**Input**
━━━━━━━━━━━━━━━━━━━━━━━━━━━━━━

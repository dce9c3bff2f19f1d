pub mod env;
pub mod types;

pub use types::{Config, DatabaseConfig, EmbeddingProviderKind};

#[cfg(test)]
mod tests {
    use super::*;

    #[test]
    fn defaults_match_specification() {
        let cfg = Config::default();
        assert_eq!(cfg.worker_batch_size, 5);
        assert_eq!(cfg.content_fetch_size, 50);
        assert_eq!(cfg.storage_threshold, 10);
        assert_eq!(cfg.min_chunk_length, 128);
        assert_eq!(cfg.embedding_dimension, 2560);
        assert!(cfg.enable_crawler);
        assert!(cfg.enable_processor);
        assert_eq!(cfg.embedding_provider, EmbeddingProviderKind::Local);
    }

    #[test]
    fn from_env_overrides_defaults() {
        // SAFETY: test runs single-threaded within this process's env; no
        // other test in this module touches these keys.
        unsafe {
            std::env::set_var("WORKER_BATCH_SIZE", "9");
            std::env::set_var("EMBEDDING_PROVIDER", "api");
        }
        let cfg = Config::from_env().unwrap();
        assert_eq!(cfg.worker_batch_size, 9);
        assert_eq!(cfg.embedding_provider, EmbeddingProviderKind::Api);
        unsafe {
            std::env::remove_var("WORKER_BATCH_SIZE");
            std::env::remove_var("EMBEDDING_PROVIDER");
        }
    }
}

━━━━━━━━━━━━━━━━━━━━━━━━━━━━━━

**What you need to do**
Copy every line of the data above, beginning with the first and ending with the line that contains "assert!(cfg.enable_processor);", and give nothing more.

**Response area**
repository dce9c3bff2f19f1d
pub mod env;
pub mod types;

pub use types::{Config, DatabaseConfig, EmbeddingProviderKind};

#[cfg(test)]
mod tests {
    use super::*;

    #[test]
    fn defaults_match_specification() {
        let cfg = Config::default();
        assert_eq!(cfg.worker_batch_size, 5);
        assert_eq!(cfg.content_fetch_size, 50);
        assert_eq!(cfg.storage_threshold, 10);
        assert_eq!(cfg.min_chunk_length, 128);
        assert_eq!(cfg.embedding_dimension, 2560);
        assert!(cfg.enable_crawler);
        assert!(cfg.enable_processor);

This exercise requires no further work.